Our special reporting on COVID-19 may focus on communities outside Philadelphia, as many of our student journalists are now located outside of the city. Instead, our reporters will cover how the coronavirus is impacting their own communities from across the country and around the world. We will return to hyperlocal coverage of Philadelphia’s neighborhoods as soon as possible.
Bay Shore, New York, is a town usually full of spirit, especially as spring begins and vacationers start rolling in. Less than a mile away from the edge of Long Island’s south shore, Bay Shore’s Main Street is a strip full of restaurants serving fresh seafood, people squeezing past crowded tables, and live music playing into the early mornings nearly every summer weekend.
There are dozens of local and family owned businesses along this strip as well, where the chances of neighbors running into one another while waiting at the cash register is common.
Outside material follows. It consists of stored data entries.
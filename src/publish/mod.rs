pub mod b2;
pub mod github;
pub mod rsync;

use crate::args::Credentials;
use crate::config::{Target, TargetKind};
use crate::errors::*;
use async_trait::async_trait;
use num_format::{Locale, ToFormattedString};
use std::fmt;
use std::path::{Component, Path, PathBuf};
use std::time::UNIX_EPOCH;
use walkdir::WalkDir;

#[async_trait]
pub trait Publisher {
    /// Download remote state that isn't present locally, before the repository gets rebuilt
    async fn fetch(&self, repo: &Path) -> Result<()>;

    /// Make the remote match the local repository directory
    async fn publish(&self, repo: &Path) -> Result<Summary>;
}

#[derive(Debug, Default, PartialEq)]
pub struct Summary {
    pub uploaded: usize,
    pub uploaded_bytes: u64,
    pub skipped: usize,
    pub deleted: usize,
}

impl Summary {
    pub fn is_noop(&self) -> bool {
        self.uploaded == 0 && self.deleted == 0
    }
}

impl fmt::Display for Summary {
    fn fmt(&self, w: &mut fmt::Formatter) -> fmt::Result {
        if self.is_noop() && self.skipped == 0 {
            return w.write_str("done");
        }
        write!(
            w,
            "{} uploaded ({} bytes), {} unchanged, {} deleted",
            self.uploaded,
            self.uploaded_bytes.to_formatted_string(&Locale::en),
            self.skipped,
            self.deleted
        )
    }
}

pub fn publisher(
    target: &Target,
    credentials: &Credentials,
    http: reqwest::Client,
) -> Result<Box<dyn Publisher + Send + Sync>> {
    let publisher: Box<dyn Publisher + Send + Sync> = match &target.kind {
        TargetKind::Rsync { remote, retries } => Box::new(rsync::Rsync {
            remote: remote.clone(),
            retries: *retries,
            delete: target.delete(),
        }),
        TargetKind::B2 { bucket, public_url } => {
            let key_id = credentials
                .b2_application_key_id
                .clone()
                .context("B2_APPLICATION_KEY_ID is not set")?;
            let key = credentials
                .b2_application_key
                .clone()
                .context("B2_APPLICATION_KEY is not set")?;
            Box::new(b2::B2 {
                http,
                key_id,
                key,
                bucket: bucket.clone(),
                public_url: public_url.clone(),
                delete: target.delete(),
            })
        }
        TargetKind::Github { repository, tag } => {
            let token = credentials
                .github_token
                .clone()
                .context("GITHUB_TOKEN is not set")?;
            Box::new(github::Github {
                http,
                token,
                repository: repository.clone(),
                tag: tag.clone(),
                delete: target.delete(),
            })
        }
    };
    Ok(publisher)
}

#[derive(Debug, Clone, PartialEq)]
pub struct LocalFile {
    /// Path relative to the repository root, with `/` separators
    pub name: String,
    pub path: PathBuf,
    pub size: u64,
    pub modified_millis: u64,
}

impl LocalFile {
    pub fn is_deb(&self) -> bool {
        self.name.ends_with(".deb")
    }
}

/// Remote names end up as paths in the repository, only plain file names are accepted
pub fn is_plain_name(name: &str) -> bool {
    let mut components = Path::new(name).components();
    matches!(
        (components.next(), components.next()),
        (Some(Component::Normal(_)), None)
    )
}

/// List regular files in the repository, symlinks are never published
pub async fn scan_local(repo: &Path) -> Result<Vec<LocalFile>> {
    let repo = repo.to_owned();
    tokio::task::spawn_blocking(move || walk_repo(&repo))
        .await
        .context("Failed to join scan task")?
}

fn walk_repo(repo: &Path) -> Result<Vec<LocalFile>> {
    let mut files = Vec::new();
    for entry in WalkDir::new(repo).min_depth(1).sort_by_file_name() {
        let entry = entry.with_context(|| anyhow!("Failed to walk {repo:?}"))?;
        if !entry.file_type().is_file() {
            continue;
        }
        let metadata = entry.metadata()?;
        let relative = entry.path().strip_prefix(repo)?;
        let name = relative
            .components()
            .map(|c| c.as_os_str().to_string_lossy())
            .collect::<Vec<_>>()
            .join("/");
        let modified_millis = metadata
            .modified()?
            .duration_since(UNIX_EPOCH)
            .map(|d| d.as_millis() as u64)
            .unwrap_or(0);
        files.push(LocalFile {
            name,
            path: entry.path().to_owned(),
            size: metadata.len(),
            modified_millis,
        });
    }
    Ok(files)
}

#[cfg(test)]
mod tests {
    use super::*;

    #[tokio::test]
    async fn test_scan_local() -> Result<()> {
        let dir = tempfile::tempdir()?;
        std::fs::create_dir_all(dir.path().join("by-hash/SHA256"))?;
        std::fs::write(dir.path().join("by-hash/SHA256/abcd"), b"ohai")?;
        std::fs::write(dir.path().join("zotero_7.0.11_amd64.deb"), b"!<arch>\n")?;
        std::os::unix::fs::symlink("zotero_7.0.11_amd64.deb", dir.path().join("latest.deb"))?;

        let files = scan_local(dir.path()).await?;
        let names = files.iter().map(|f| f.name.as_str()).collect::<Vec<_>>();
        assert_eq!(names, vec!["by-hash/SHA256/abcd", "zotero_7.0.11_amd64.deb"]);
        assert_eq!(files[0].size, 4);
        assert!(!files[0].is_deb());
        assert!(files[1].is_deb());
        Ok(())
    }

    #[test]
    fn test_is_plain_name() {
        assert!(is_plain_name("zotero_7.0.11_amd64.deb"));
        assert!(!is_plain_name("../zotero_7.0.11_amd64.deb"));
        assert!(!is_plain_name("/etc/zotero_7.0.11_amd64.deb"));
        assert!(!is_plain_name("pool/zotero_7.0.11_amd64.deb"));
        assert!(!is_plain_name(".."));
        assert!(!is_plain_name(""));
    }

    #[test]
    fn test_summary_noop() {
        assert!(Summary::default().is_noop());
        assert!(Summary {
            skipped: 3,
            ..Default::default()
        }
        .is_noop());
        assert!(!Summary {
            deleted: 1,
            ..Default::default()
        }
        .is_noop());
    }

    #[test]
    fn test_summary_display() {
        let summary = Summary {
            uploaded: 2,
            uploaded_bytes: 123_456_789,
            skipped: 40,
            deleted: 1,
        };
        assert_eq!(
            summary.to_string(),
            "2 uploaded (123,456,789 bytes), 40 unchanged, 1 deleted"
        );
        assert_eq!(Summary::default().to_string(), "done");
    }
}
But the coronavirus has kept beachgoers away and driven customers out of the main district. There are more than 60,000 cases of COVID-19 on Long Island, with more than 600 cases in Bay Shore itself. Restaurant tables are empty, there is no live music heard for miles, and all retail stores have locked their doors.
“We need our customers,” said Lisa Cellura, who owns Southside Family Vision, an optometry practice near Fourth Avenue and Main Street.
Businesses have their doors shut and their website URLs pinned to the windows in big bold letters, desperate for online visitors.
Coastal, along with dozens of other restaurants, can’t allow customers to sit inside due to New York State’s lockdown regulations. However, these local hotspots are doing their best to keep chefs busy with takeout orders and phones ringing for deliveries.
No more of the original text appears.